[Task item]
The records that follow must be reproduced in full, exactly as written.

== The data ==

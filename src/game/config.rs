//! Game configuration: player bounds, declared stats, settings.
//!
//! Games declare their static shape up front:
//! - how many players the rules support
//! - which stat keys handlers may log (logging anything else is a bug)
//! - which match-level and per-player settings exist, their options, and
//!   their defaults
//!
//! The declaration is plain data; [`crate::game::NormalizedGame`] validates
//! it and builds the lookup structures the engine consumes.

use serde::{Deserialize, Serialize};

/// One selectable option of a setting.
#[derive(Clone, Debug, PartialEq, Eq, Serialize, Deserialize)]
pub struct SettingOption {
    /// Opaque option value, stored verbatim in `Meta`.
    pub value: String,

    /// Whether this option is the declared default.
    pub default: bool,
}

/// A match-level or per-player setting.
///
/// The resolved default is the first option flagged `default`, or the first
/// option when none is flagged. An `exclusive` player setting assigns a
/// distinct option to every player - which requires at least as many options
/// as players.
#[derive(Clone, Debug, PartialEq, Eq, Serialize, Deserialize)]
pub struct SettingDef {
    /// Unique setting key.
    pub key: String,

    /// Selectable options, in declaration order.
    pub options: Vec<SettingOption>,

    /// Per-player exclusivity (meaningless for match-level settings).
    pub exclusive: bool,
}

impl SettingDef {
    /// Create a setting with no options yet.
    pub fn new(key: impl Into<String>) -> Self {
        Self {
            key: key.into(),
            options: Vec::new(),
            exclusive: false,
        }
    }

    /// Add an option.
    #[must_use]
    pub fn with_option(mut self, value: impl Into<String>) -> Self {
        self.options.push(SettingOption {
            value: value.into(),
            default: false,
        });
        self
    }

    /// Add an option and mark it as the default.
    #[must_use]
    pub fn with_default_option(mut self, value: impl Into<String>) -> Self {
        self.options.push(SettingOption {
            value: value.into(),
            default: true,
        });
        self
    }

    /// Mark this player setting as exclusive (one distinct option per player).
    #[must_use]
    pub fn exclusive(mut self) -> Self {
        self.exclusive = true;
        self
    }

    /// The resolved default value: first declared default, else first option.
    #[must_use]
    pub fn default_value(&self) -> Option<&str> {
        self.options
            .iter()
            .find(|o| o.default)
            .or_else(|| self.options.first())
            .map(|o| o.value.as_str())
    }
}

/// Complete game declaration consumed by the normalizer.
#[derive(Clone, Debug, PartialEq, Eq, Serialize, Deserialize)]
pub struct GameConfig {
    /// Minimum players the rules support.
    pub min_players: usize,

    /// Maximum players the rules support.
    pub max_players: usize,

    /// Declared per-player stat keys.
    pub player_stats: Vec<String>,

    /// Declared match-level stat keys.
    pub match_stats: Vec<String>,

    /// Match-level settings.
    pub game_settings: Vec<SettingDef>,

    /// Per-player settings.
    pub player_settings: Vec<SettingDef>,
}

impl GameConfig {
    /// Create a configuration for the given player range.
    #[must_use]
    pub fn new(min_players: usize, max_players: usize) -> Self {
        Self {
            min_players,
            max_players,
            player_stats: Vec::new(),
            match_stats: Vec::new(),
            game_settings: Vec::new(),
            player_settings: Vec::new(),
        }
    }

    /// Declare a per-player stat key.
    #[must_use]
    pub fn with_player_stat(mut self, key: impl Into<String>) -> Self {
        self.player_stats.push(key.into());
        self
    }

    /// Declare a match-level stat key.
    #[must_use]
    pub fn with_match_stat(mut self, key: impl Into<String>) -> Self {
        self.match_stats.push(key.into());
        self
    }

    /// Declare a match-level setting.
    #[must_use]
    pub fn with_game_setting(mut self, setting: SettingDef) -> Self {
        self.game_settings.push(setting);
        self
    }

    /// Declare a per-player setting.
    #[must_use]
    pub fn with_player_setting(mut self, setting: SettingDef) -> Self {
        self.player_settings.push(setting);
        self
    }
}

#[cfg(test)]
mod tests {
    use super::*;

    #[test]
    fn test_setting_default_resolution() {
        let setting = SettingDef::new("target")
            .with_option("20")
            .with_default_option("50")
            .with_option("100");

        assert_eq!(setting.default_value(), Some("50"));
    }

    #[test]
    fn test_setting_default_falls_back_to_first() {
        let setting = SettingDef::new("color").with_option("red").with_option("blue");

        assert_eq!(setting.default_value(), Some("red"));
    }

    #[test]
    fn test_setting_no_options() {
        let setting = SettingDef::new("empty");
        assert_eq!(setting.default_value(), None);
    }

    #[test]
    fn test_config_builder() {
        let config = GameConfig::new(2, 4)
            .with_player_stat("rolls")
            .with_match_stat("winning_total")
            .with_game_setting(SettingDef::new("target").with_default_option("20"))
            .with_player_setting(SettingDef::new("color").with_option("red").exclusive());

        assert_eq!(config.min_players, 2);
        assert_eq!(config.max_players, 4);
        assert_eq!(config.player_stats, vec!["rolls"]);
        assert_eq!(config.match_stats, vec!["winning_total"]);
        assert_eq!(config.game_settings.len(), 1);
        assert!(config.player_settings[0].exclusive);
    }

    #[test]
    fn test_config_serde() {
        let config = GameConfig::new(2, 8).with_player_stat("wins");
        let json = serde_json::to_string(&config).unwrap();
        let back: GameConfig = serde_json::from_str(&json).unwrap();
        assert_eq!(config, back);
    }
}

===

[Written answer]
filename src/game/config.rs
//! Game configuration: player bounds, declared stats, settings.
//!
//! Games declare their static shape up front:
//! - how many players the rules support
//! - which stat keys handlers may log (logging anything else is a bug)
//! - which match-level and per-player settings exist, their options, and
//!   their defaults
//!
//! The declaration is plain data; [`crate::game::NormalizedGame`] validates
//! it and builds the lookup structures the engine consumes.

use serde::{Deserialize, Serialize};

/// One selectable option of a setting.
#[derive(Clone, Debug, PartialEq, Eq, Serialize, Deserialize)]
pub struct SettingOption {
    /// Opaque option value, stored verbatim in `Meta`.
    pub value: String,

    /// Whether this option is the declared default.
    pub default: bool,
}

/// A match-level or per-player setting.
///
/// The resolved default is the first option flagged `default`, or the first
/// option when none is flagged. An `exclusive` player setting assigns a
/// distinct option to every player - which requires at least as many options
/// as players.
#[derive(Clone, Debug, PartialEq, Eq, Serialize, Deserialize)]
pub struct SettingDef {
    /// Unique setting key.
    pub key: String,

    /// Selectable options, in declaration order.
    pub options: Vec<SettingOption>,

    /// Per-player exclusivity (meaningless for match-level settings).
    pub exclusive: bool,
}

impl SettingDef {
    /// Create a setting with no options yet.
    pub fn new(key: impl Into<String>) -> Self {
        Self {
            key: key.into(),
            options: Vec::new(),
            exclusive: false,
        }
    }

    /// Add an option.
    #[must_use]
    pub fn with_option(mut self, value: impl Into<String>) -> Self {
        self.options.push(SettingOption {
            value: value.into(),
            default: false,
        });
        self
    }

    /// Add an option and mark it as the default.
    #[must_use]
    pub fn with_default_option(mut self, value: impl Into<String>) -> Self {
        self.options.push(SettingOption {
            value: value.into(),
            default: true,
        });
        self
    }

    /// Mark this player setting as exclusive (one distinct option per player).
    #[must_use]
    pub fn exclusive(mut self) -> Self {
        self.exclusive = true;
        self
    }

    /// The resolved default value: first declared default, else first option.
    #[must_use]
    pub fn default_value(&self) -> Option<&str> {
        self.options
            .iter()
            .find(|o| o.default)
            .or_else(|| self.options.first())
            .map(|o| o.value.as_str())
    }
}

/// Complete game declaration consumed by the normalizer.
#[derive(Clone, Debug, PartialEq, Eq, Serialize, Deserialize)]
pub struct GameConfig {
    /// Minimum players the rules support.
    pub min_players: usize,

    /// Maximum players the rules support.
    pub max_players: usize,

    /// Declared per-player stat keys.
    pub player_stats: Vec<String>,

    /// Declared match-level stat keys.
    pub match_stats: Vec<String>,

    /// Match-level settings.
    pub game_settings: Vec<SettingDef>,

    /// Per-player settings.
    pub player_settings: Vec<SettingDef>,
}

impl GameConfig {
    /// Create a configuration for the given player range.
    #[must_use]
    pub fn new(min_players: usize, max_players: usize) -> Self {
        Self {
            min_players,
            max_players,
            player_stats: Vec::new(),
            match_stats: Vec::new(),
            game_settings: Vec::new(),
            player_settings: Vec::new(),
        }
    }

    /// Declare a per-player stat key.
    #[must_use]
    pub fn with_player_stat(mut self, key: impl Into<String>) -> Self {
        self.player_stats.push(key.into());
        self
    }

    /// Declare a match-level stat key.
    #[must_use]
    pub fn with_match_stat(mut self, key: impl Into<String>) -> Self {
        self.match_stats.push(key.into());
        self
    }

    /// Declare a match-level setting.
    #[must_use]
    pub fn with_game_setting(mut self, setting: SettingDef) -> Self {
        self.game_settings.push(setting);
        self
    }

    /// Declare a per-player setting.
    #[must_use]
    pub fn with_player_setting(mut self, setting: SettingDef) -> Self {
        self.player_settings.push(setting);
        self
    }
}

#[cfg(test)]
mod tests {
    use super::*;

    #[test]
    fn test_setting_default_resolution() {
        let setting = SettingDef::new("target")
            .with_option("20")
            .with_default_option("50")
            .with_option("100");

        assert_eq!(setting.default_value(), Some("50"));
    }

    #[test]
    fn test_setting_default_falls_back_to_first() {
        let setting = SettingDef::new("color").with_option("red").with_option("blue");

        assert_eq!(setting.default_value(), Some("red"));
    }

    #[test]
    fn test_setting_no_options() {
        let setting = SettingDef::new("empty");
        assert_eq!(setting.default_value(), None);
    }

    #[test]
    fn test_config_builder() {
        let config = GameConfig::new(2, 4)
            .with_player_stat("rolls")
            .with_match_stat("winning_total")
            .with_game_setting(SettingDef::new("target").with_default_option("20"))
            .with_player_setting(SettingDef::new("color").with_option("red").exclusive());

        assert_eq!(config.min_players, 2);
        assert_eq!(config.max_players, 4);
        assert_eq!(config.player_stats, vec!["rolls"]);
        assert_eq!(config.match_stats, vec!["winning_total"]);
        assert_eq!(config.game_settings.len(), 1);
        assert!(config.player_settings[0].exclusive);
    }

    #[test]
    fn test_config_serde() {
        let config = GameConfig::new(2, 8).with_player_stat("wins");
        let json = serde_json::to_string(&config).unwrap();
        let back: GameConfig = serde_json::from_str(&json).unwrap();
        assert_eq!(config, back);
    }
}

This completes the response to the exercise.